Tuesday, 3 March 2026

Vegetables

The Peregrine, CHAPTER XIII.

Captain Joachim, after some damage to his ship:

"'We can live off preserved stuff if we must, but green vegetables from an E-planet would help morale until we get our own tanks producing again.'" (p. 119)

Every terrestroid planet is going to grow vegetables that can just be collected and eaten? Like a sea-going ship arriving at a new island on Earth? I think that we can predict that the universe is not going to be that hospitable. But we appreciate earlier and later stages of speculative fiction.

Every future history series implies an entire different parallel universe, each with its own norms and expectations. Contrast the Psychotechnic History and the same author's much later Genesis.

I am watching the TV evening news. Are we fit to venture into the universe? Do interstellar distances protect other intelligent species from us? 

14 comments:

Anonymous said...

Kaor, Paul!

Anderson believed even terrestroid planets colonized by humans would need some tweaking to be comfortable for them. That is, Terran meat animals and crops would need to be introduced, to compensate for possible dietary deficiencies in local plants and animals. We see that in many of the planets colonized by mankind in the Technic stories.

As for your last paragraph it could just as easily be the case that other intelligent races are no better than us! They might well be as quarrelsome and strife prone as mankind.

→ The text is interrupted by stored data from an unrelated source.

/// Merges non-decreasing runs `v[..mid]` and `v[mid..]` using `buf` as temporary storage, and
/// stores the result into `v[..]`.
///
/// # Safety
///
/// `0 < mid < v.len()`, `buf` must hold `min(mid, v.len() - mid)` elements without overlapping
/// `v`, and `T` must not be zero-sized.
unsafe fn merge_with_hole<T, F>(v: &mut [T], mid: usize, buf: *mut T, is_less: &mut F)
where
    F: FnMut(&T, &T) -> bool,
{
    let len = v.len();
    let arr_ptr = v.as_mut_ptr();
    let (v_mid, v_end) = unsafe { (arr_ptr.add(mid), arr_ptr.add(len)) };

    // The merge process first copies the shorter run into `buf`. Then it traces the newly copied
    // run and the longer run forwards (or backwards), comparing their next unconsumed elements and
    // copying the lesser (or greater) one into `v`.
    //
    // As soon as the shorter run is fully consumed, the process is done. If the longer run gets
    // consumed first, then we must copy whatever is left of the shorter run into the remaining
    // hole in `v`.
    //
    // Intermediate state of the process is always tracked by `hole`, which serves two purposes:
    // 1. Protects integrity of `v` from panics in `is_less`.
    // 2. Fills the remaining hole in `v` if the longer run gets consumed first.
    let mut hole;

    if mid <= len - mid {
        // The left run is shorter.
        unsafe {
            ptr::copy_nonoverlapping(arr_ptr, buf, mid);
            hole = MergeHole {
                start: buf,
                end: buf.add(mid),
                dest: arr_ptr,
            };
        }

        // Initially, these pointers point to the beginnings of their arrays.
        let left = &mut hole.start;
        let mut right = v_mid;
        let out = &mut hole.dest;

        while *left < hole.end && right < v_end {
            // Consume the lesser side.
            // If equal, prefer the left run to maintain stability.
            unsafe {
                let to_copy = if is_less(&*right, &**left) {
                    get_and_increment(&mut right)
                } else {
                    get_and_increment(left)
                };
                ptr::copy_nonoverlapping(to_copy, get_and_increment(out), 1);
            }
        }
    } else {
        // The right run is shorter.
        unsafe {
            ptr::copy_nonoverlapping(v_mid, buf, len - mid);
            hole = MergeHole {
                start: buf,
                end: buf.add(len - mid),
                dest: v_mid,
            };
        }

        // Initially, these pointers point past the ends of their arrays.
        let left = &mut hole.dest;
        let right = &mut hole.end;
        let mut out = v_end;

        while arr_ptr < *left && buf < *right {
            // Consume the greater side.
            // If equal, prefer the right run to maintain stability.
            unsafe {
                let to_copy = if is_less(&*right.sub(1), &*left.sub(1)) {
                    decrement_and_get(left)
                } else {
                    decrement_and_get(right)
                };
                ptr::copy_nonoverlapping(to_copy, decrement_and_get(&mut out), 1);
            }
        }
    }
    // Finally, `hole` gets dropped. If the shorter run was not fully consumed, whatever remains of
    // it will now be copied into the hole in `v`.

    unsafe fn get_and_increment<T>(ptr: &mut *mut T) -> *mut T {
        let old = *ptr;
        *ptr = unsafe { ptr.add(1) };
        old
    }

    unsafe fn decrement_and_get<T>(ptr: &mut *mut T) -> *mut T {
        *ptr = unsafe { ptr.sub(1) };
        *ptr
    }

    // When dropped, copies the range `start..end` into `dest..`.
    struct MergeHole<T> {
        start: *mut T,
        end: *mut T,
        dest: *mut T,
    }

    impl<T> Drop for MergeHole<T> {
        fn drop(&mut self) {
            // `T` is not a zero-sized type, and these are pointers into a slice's elements.
            unsafe {
                let len = self.end.offset_from(self.start) as usize;
                ptr::copy_nonoverlapping(self.start, self.dest, len);
            }
        }
    }
}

Some UFO believers like to dream that the ETs out there are wise, benign, benevolent Elders who will uplift/enlighten us savages! (Snorts) They could just as easily be warlike and belligerent Klingons, Kzin, or Merseians.\

Ad astra! Sean

paulshackley2017@gmail.com said...

Sean,

As for my last paragraph...

We do not know what other intelligent species, if any, might be like but we do need to focus on our own flaws and failings especially at present.

Paul.

Sean M. Brooks said...

Kaor, Paul!

It's all very well to hope for the best--but it's prudent to be alert for the worst.

The innate causes of our vices and flaws can only be managed, not eliminated.

Ad astra! Sean

paulshackley2017@gmail.com said...

Sean,

Prudence, of course.

It can be eliminated.

Paul.

Jim Baerg said...

"vegetables that can just be collected and eaten? Like a sea-going ship arriving at a new island on Earth?"

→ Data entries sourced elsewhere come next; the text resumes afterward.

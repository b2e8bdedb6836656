//! Introsort: quicksort with randomized pivot sampling, heap sort once the recursion gets too deep
//! and an early exit for partitions that turn out to be sorted already.
//!
//! The pivot randomness comes from an injected [`RngCore`]. The plain entry points use a fresh
//! counter generator per call so results are reproducible.

use std::cmp::Ordering;

use rand::rngs::mock::StepRng;
use rand::RngCore;

use crate::insertion::{insertion_sort_limit, q_insertion_sort};
use crate::is_scalar_like;
use crate::unstable::heap_sort::heap_sort;

sort_impl!("quick_sort_unstable", quick_sort_default);

const QSORT_INSERTION_SORT_THRESHOLD: usize = 40;
const WIDE_PIVOT_THRESHOLD: usize = 16384;

/// Sorts `v` with a comparator function, drawing pivot positions from `rng`.
pub fn sort_by_with_rng<T, R, F>(v: &mut [T], rng: &mut R, mut compare: F)
where
    R: RngCore + ?Sized,
    F: FnMut(&T, &T) -> Ordering,
{
    quick_sort(v, rng, &mut |a: &T, b: &T| compare(a, b) == Ordering::Less);
}

pub(crate) fn default_rng() -> StepRng {
    StepRng::new(0x0fff_ffff, 1)
}

#[inline]
fn quick_sort_default<T, F>(v: &mut [T], is_less: &mut F)
where
    F: FnMut(&T, &T) -> bool,
{
    quick_sort(v, &mut default_rng(), is_less);
}

#[cfg_attr(feature = "no_inline_sub_functions", inline(never))]
pub(crate) fn quick_sort<T, R, F>(v: &mut [T], rng: &mut R, is_less: &mut F)
where
    R: RngCore + ?Sized,
    F: FnMut(&T, &T) -> bool,
{
    let len = v.len();
    if len < 2 {
        return;
    }

    // log base 1.5 of len, deeper than that and the partitions are unbalanced.
    let limit = ((len as f64).ln() / 1.5f64.ln()) as u32;

    recurse(v, rng, is_less, limit);
}

fn recurse<T, R, F>(mut v: &mut [T], rng: &mut R, is_less: &mut F, mut limit: u32)
where
    R: RngCore + ?Sized,
    F: FnMut(&T, &T) -> bool,
{
    loop {
        let len = v.len();

        if len <= QSORT_INSERTION_SORT_THRESHOLD {
            q_insertion_sort(v, is_less);
            return;
        }

        if limit == 0 {
            heap_sort(v, is_less);
            return;
        }
        limit -= 1;

        let rnd = rng.next_u32() as usize;
        choose_pivot(v, rnd, is_less);
        let (mid, swapped) = partition(v, is_less);

        // Nothing moved and the left side looks ordered, try to finish both sides cheaply.
        if !swapped && mid > 0 && !is_less(&v[mid - 1], &v[0]) {
            if insertion_sort_limit(&mut v[..mid], 1, is_less) == mid {
                let right_len = len - mid - 1;
                if insertion_sort_limit(&mut v[mid + 1..], 1, is_less) == right_len {
                    return;
                }

                let right_start = skip_pivot_equal(v, mid, is_less);
                let (_, right) = v.split_at_mut(right_start);
                v = right;
                continue;
            }
        }

        let right_start = skip_pivot_equal(v, mid, is_less);
        let (left, right) = v.split_at_mut(right_start);
        let left = &mut left[..mid];

        // Recurse into the shorter side to bound the stack depth.
        if left.len() < right.len() {
            recurse(left, rng, is_less, limit);
            v = right;
        } else {
            recurse(right, rng, is_less, limit);
            v = left;
        }
    }
}

/// Moves the chosen pivot to `v[len - 1]`.
///
/// Small scalar-like elements and short inputs take the median of three positions, two of them
/// randomized. Everything else takes the median of three medians over nine positions, which pays
/// off when comparisons are expensive.
fn choose_pivot<T, F>(v: &mut [T], rnd: usize, is_less: &mut F)
where
    F: FnMut(&T, &T) -> bool,
{
    let len = v.len();
    debug_assert!(len > QSORT_INSERTION_SORT_THRESHOLD);

    let half = (len - 1) / 2;
    let last = len - 1;

    if is_scalar_like::<T>() || len < WIDE_PIVOT_THRESHOLD {
        median_of_three(v, rnd % half, last, half + rnd % half, is_less);
    } else {
        let spread = half - 3;
        median_of_three(v, 0, last, half + 1, is_less);
        median_of_three(v, 1, half - 1, last - 1, is_less);
        median_of_three(
            v,
            2 + rnd % spread,
            half,
            last - 2 - rnd % spread,
            is_less,
        );
        median_of_three(v, half - 1, last, half, is_less);
    }
}

/// Swaps the median of `v[a]`, `v[b]` and `v[c]` into `v[b]`.
fn median_of_three<T, F>(v: &mut [T], a: usize, b: usize, c: usize, is_less: &mut F)
where
    F: FnMut(&T, &T) -> bool,
{
    if is_less(&v[c], &v[b]) {
        if is_less(&v[b], &v[a]) {
            v.swap(a, c);
            return;
        }
        v.swap(b, c);
    }

    if is_less(&v[b], &v[a]) {
        v.swap(b, a);
        if is_less(&v[c], &v[b]) {
            v.swap(b, c);
        }
    }
}

/// Partitions `v` around the pivot at `v[len - 1]` into elements less than the pivot, the pivot
/// and elements greater than or equal to it.
///
/// Returns the final position of the pivot and whether any elements had to be swapped.
fn partition<T, F>(v: &mut [T], is_less: &mut F) -> (usize, bool)
where
    F: FnMut(&T, &T) -> bool,
{
    let len = v.len();
    let (rest, pivot_slot) = v.split_at_mut(len - 1);
    let pivot = &pivot_slot[0];

    let mut l = 0;
    let mut r = rest.len();
    let mut swapped = false;

    loop {
        while l < r && is_less(&rest[l], pivot) {
            l += 1;
        }
        while l < r && !is_less(&rest[r - 1], pivot) {
            r -= 1;
        }
        if l >= r {
            break;
        }

        rest.swap(l, r - 1);
        swapped = true;
        l += 1;
        r -= 1;
    }

    v.swap(l, len - 1);
    (l, swapped)
}

/// Returns the end of the run of elements equal to the pivot right after `v[pivot]`. Those are
/// already in their final position.
fn skip_pivot_equal<T, F>(v: &[T], pivot: usize, is_less: &mut F) -> usize
where
    F: FnMut(&T, &T) -> bool,
{
    // Everything right of the pivot is not less than it, so one comparison decides equality.
    let mut i = pivot + 1;
    while i < v.len() && !is_less(&v[pivot], &v[i]) {
        i += 1;
    }
    i
}
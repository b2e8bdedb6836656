//! Plain insertion sort. Quadratic, only sensible for short or nearly sorted inputs.

use crate::insertion::insertion_sort_shift_left;

sort_impl!("insertion_sort_stable", insertion_sort);

#[inline]
fn insertion_sort<T, F>(v: &mut [T], is_less: &mut F)
where
    F: FnMut(&T, &T) -> bool,
{
    insertion_sort_shift_left(v, 1, is_less);
}
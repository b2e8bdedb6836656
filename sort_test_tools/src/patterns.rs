//! Input generators for tests and benchmarks. Every generator returns `len` values of `i32`.
//!
//! Random generators draw from a seed that stays fixed for the whole process, see
//! [`random_init_seed`]. Set `OVERRIDE_SEED` to replay a failure.

use std::env;
use std::sync::Mutex;

use rand::prelude::*;
use rand::distributions::Uniform;

use zipf::ZipfDistribution;

// --- Public ---

pub fn random(len: usize) -> Vec<i32> {
    let mut rng = seeded_rng();
    (0..len).map(|_| rng.gen()).collect()
}

/// Uniformly distributed values from `range`, for example `0..16` for many duplicates.
pub fn random_uniform<R>(len: usize, range: R) -> Vec<i32>
where
    R: Into<Uniform<i32>>,
{
    let dist: Uniform<i32> = range.into();
    seeded_rng().sample_iter(dist).take(len).collect()
}

/// Zipf distributed ranks in `1..=len`, a few values dominate.
pub fn random_zipf(len: usize, exponent: f64) -> Vec<i32> {
    let dist = ZipfDistribution::new(len, exponent).expect("zipf needs len > 0 and exponent > 0");
    seeded_rng()
        .sample_iter(dist)
        .take(len)
        .map(|rank: usize| rank as i32)
        .collect()
}

/// Random values whose first `sorted_percent` percent are already sorted, like new elements
/// appended to a sorted collection.
pub fn random_sorted(len: usize, sorted_percent: f64) -> Vec<i32> {
    let mut v = random(len);
    let sorted_len = ((len as f64) * sorted_percent / 100.0).round() as usize;
    v[..sorted_len.min(len)].sort_unstable();
    v
}

pub fn all_equal(len: usize) -> Vec<i32> {
    vec![66; len]
}

pub fn ascending(len: usize) -> Vec<i32> {
    (0..len as i32).collect()
}

pub fn descending(len: usize) -> Vec<i32> {
    (0..len as i32).rev().collect()
}

/// `saw_count` ascending runs of random values.
pub fn saw_ascending(len: usize, saw_count: usize) -> Vec<i32> {
    saws(len, fixed_run_len(len, saw_count), |_| Direction::Ascending)
}

/// `saw_count` descending runs of random values.
pub fn saw_descending(len: usize, saw_count: usize) -> Vec<i32> {
    saws(len, fixed_run_len(len, saw_count), |_| Direction::Descending)
}

/// `saw_count` runs of random values, each one ascending or descending at random.
pub fn saw_mixed(len: usize, saw_count: usize) -> Vec<i32> {
    let run_len = fixed_run_len(len, saw_count);
    let directions = random_directions(len / run_len.start + 1);
    saws(len, run_len, |i| directions[i])
}

/// Runs of random direction with a random length from `run_lens`.
pub fn saw_mixed_range(len: usize, run_lens: std::ops::Range<usize>) -> Vec<i32> {
    let directions = random_directions(len / run_lens.start.max(1) + 1);
    saws(len, run_lens, |i| directions[i])
}

/// An ascending half followed by a descending one.
pub fn pipe_organ(len: usize) -> Vec<i32> {
    let mut v = random(len);
    let (front, back) = v.split_at_mut(len / 2);
    sort_run(front, Direction::Ascending);
    sort_run(back, Direction::Descending);
    v
}

pub fn xor_1(len: usize) -> Vec<i32> {
    //  . . . .
    // .:.:.:.:
    // Ascending pairs, each pair swapped.

    (0..len).map(|n| n as i32 ^ 1).collect()
}

pub fn rev_xor_1(len: usize) -> Vec<i32> {
    // . . . .
    // :.:.:.:.
    // Descending pairs, each pair swapped.

    (0..len).map(|n| (1_000_000_000 - n as i32) ^ 1).collect()
}

pub fn xor_31(len: usize) -> Vec<i32> {
    // Ascending blocks of 32, each block descending.

    (0..len).map(|n| n as i32 ^ 31).collect()
}

pub fn half_equal(len: usize) -> Vec<i32> {
    // Shuffled, every value appears twice.

    let period = std::cmp::max(len / 2, 1);
    shuffled((0..len).map(|n| (n % period) as i32).collect())
}

pub fn mod_32(len: usize) -> Vec<i32> {
    //    .:   .:   .:
    //  .:::  .:::  .:::
    // 32 distinct values, repeating ascending saws.

    (0..len).map(|n| (n % 32) as i32).collect()
}

pub fn mod_32_shuffled(len: usize) -> Vec<i32> {
    shuffled(mod_32(len))
}

pub fn mod_sqrt(len: usize) -> Vec<i32> {
    // Saws of length sqrt(len / 2).

    let period = std::cmp::max(((len / 2) as f64 + 0.5).sqrt() as usize, 1);
    (0..len).map(|n| (n % period) as i32).collect()
}

pub fn shell_adversary(len: usize) -> Vec<i32> {
    // Shuffled and then pre-sorted with the large gaps of a 3x+1 shell sort, which leaves
    // exactly the structure a shell sort with a different gap sequence handles worst.

    let mut v = shuffled((0..len as i32).collect());

    let mut gap = 1;
    while gap < len / 3 {
        gap = gap * 3 + 1;
    }

    while gap >= 10 {
        for i in gap..len {
            let mut j = i;
            while j >= gap && v[j] < v[j - gap] {
                v.swap(j, j - gap);
                j -= gap;
            }
        }
        gap /= 3;
    }

    v
}

pub fn heap_adversary(len: usize) -> Vec<i32> {
    // Shuffled, then arranged as a min-heap, then the first half again as a min-heap. Max-heap
    // based sorts have to sift nearly every element all the way down.

    let mut v = shuffled((0..len as i32).collect());
    make_min_heap(&mut v);
    make_min_heap(&mut v[..len / 2]);

    v
}

/// Makes every random generator draw from a fresh seed on each call, which benchmarks want. By
/// default all calls in a process share one seed.
///
/// Panics if `OVERRIDE_SEED` is set, the two contradict each other.
pub fn use_random_seed_each_time() {
    if let SeedMode::Override(_) = seed_mode() {
        panic!("use_random_seed_each_time conflicts with OVERRIDE_SEED");
    }

    *SEED_MODE.lock().unwrap() = Some(SeedMode::EachCall);
}

/// The seed the next random generator draws from.
pub fn random_init_seed() -> u64 {
    match seed_mode() {
        SeedMode::PerProcess(seed) | SeedMode::Override(seed) => seed,
        SeedMode::EachCall => thread_rng().gen(),
    }
}

// --- Private ---

#[derive(Copy, Clone)]
enum SeedMode {
    PerProcess(u64),
    Override(u64),
    EachCall,
}

static SEED_MODE: Mutex<Option<SeedMode>> = Mutex::new(None);

fn seed_mode() -> SeedMode {
    *SEED_MODE
        .lock()
        .unwrap()
        .get_or_insert_with(|| match env::var("OVERRIDE_SEED") {
            Ok(seed) => SeedMode::Override(seed.parse().expect("OVERRIDE_SEED is not a u64")),
            Err(_) => SeedMode::PerProcess(thread_rng().gen()),
        })
}

fn seeded_rng() -> StdRng {
    StdRng::seed_from_u64(random_init_seed())
}

fn shuffled(mut v: Vec<i32>) -> Vec<i32> {
    v.shuffle(&mut seeded_rng());
    v
}

#[derive(Copy, Clone)]
enum Direction {
    Ascending,
    Descending,
}

fn sort_run(run: &mut [i32], direction: Direction) {
    match direction {
        Direction::Ascending => run.sort_unstable(),
        Direction::Descending => run.sort_unstable_by(|a, b| b.cmp(a)),
    }
}

fn random_directions(count: usize) -> Vec<Direction> {
    random_uniform(count, 0..=1)
        .into_iter()
        .map(|coin| {
            if coin == 0 {
                Direction::Ascending
            } else {
                Direction::Descending
            }
        })
        .collect()
}

// A range holding a single length, `saws` then cuts runs of exactly that length.
fn fixed_run_len(len: usize, saw_count: usize) -> std::ops::Range<usize> {
    let run_len = (len / saw_count.max(1)).max(1);
    run_len..run_len + 1
}

/// Random values cut into consecutive runs with lengths drawn from `run_lens`, run `i` sorted in
/// `direction(i)`.
fn saws(
    len: usize,
    run_lens: std::ops::Range<usize>,
    mut direction: impl FnMut(usize) -> Direction,
) -> Vec<i32> {
    let mut v = random(len);
    let run_count = len / run_lens.start.max(1) + 1;
    let lens = random_uniform(run_count, run_lens.start as i32..run_lens.end as i32);

    let mut start = 0;
    for (i, run_len) in lens.into_iter().enumerate() {
        if start >= len {
            break;
        }
        let end = (start + run_len as usize).min(len);
        sort_run(&mut v[start..end], direction(i));
        start = end;
    }

    v
}

fn make_min_heap(v: &mut [i32]) {
    let len = v.len();
    for start in (0..len / 2).rev() {
        let mut node = start;
        loop {
            let mut child = 2 * node + 1;
            if child >= len {
                break;
            }
            if child + 1 < len && v[child + 1] < v[child] {
                child += 1;
            }
            if v[node] <= v[child] {
                break;
            }
            v.swap(node, child);
            node = child;
        }
    }
}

Considering how few crops humans rely on for nutrition and how they got spread over the world to places that didn't have really good crops already, that might be more accurate than you meant. ;)
Post 1500 people often left a few goats or pigs on some isolated island to become a food source for the next time they visited.
When early humans spread over the world they hunted the animals they found and had to be careful about what plants they ate because so many plants make poisons to deter being eaten.
With life from other planets there is the additional issue that life there might use eg: different amino acids in the proteins making them anywhere from less nutritious to lethally poisonous.

Sean M. Brooks said...

Kaor, Paul and Jim!

Paul: We agree at least on the need to be wary. Eliminated? No, impossible. Our flaws can only be managed.

Jim: Anderson would agree. "The Sharing of Flesh" gives us an esp. clear example of what's likely to happen to humans on planets with little or nothing humans could subsist on.

Ad astra! Sean

paulshackley2017@gmail.com said...

Sean,

But nothing in the world is unchangeable. We came into existence from nonexistence. That is the biggest change of all.

Paul.

S.M. Stirling said...

Paul: some things change, but only very slowly. The genetic nature of a species is one of them, particularly one with long generations.

Anonymous said...

Kaor, Mr. Stirling!

If it's going to take millions of years for something, anything, to change--that might as well be effectively "forever."

Ad astra! Sean

paulshackley2017@gmail.com said...

Society changes much faster.

Anonymous said...

Kaor, Paul!

I remain skeptical. All these "changes" are exterior, I don't see those changes innately affecting human beings--who remain as flawed, imperfect, and strife prone as ever.

Ad astra! Sean

paulshackley2017@gmail.com said...

Sean,

This is a false dichotomy between inner and outer. Everything interacts. How can there be an unchanging core in anything or anyone? We know that one person's upbringing and circumstances make him vicious whereas another person's make him the opposite.

Paul.

Anonymous said...

Kaor, Paul!

Except there can be no guarantee, in this life, that the vicious man will always be vicious (he could repent) or that a saint will always be a saint (because he can fall). This is ordinary, standard Catholic teaching.

So, I remain skeptical.

Ad astra! Sean

paulshackley2017@gmail.com said...

Skeptical of what? We can improve conditions and thus improve future generations. We know people of whom it is unthinkable that they will "fall."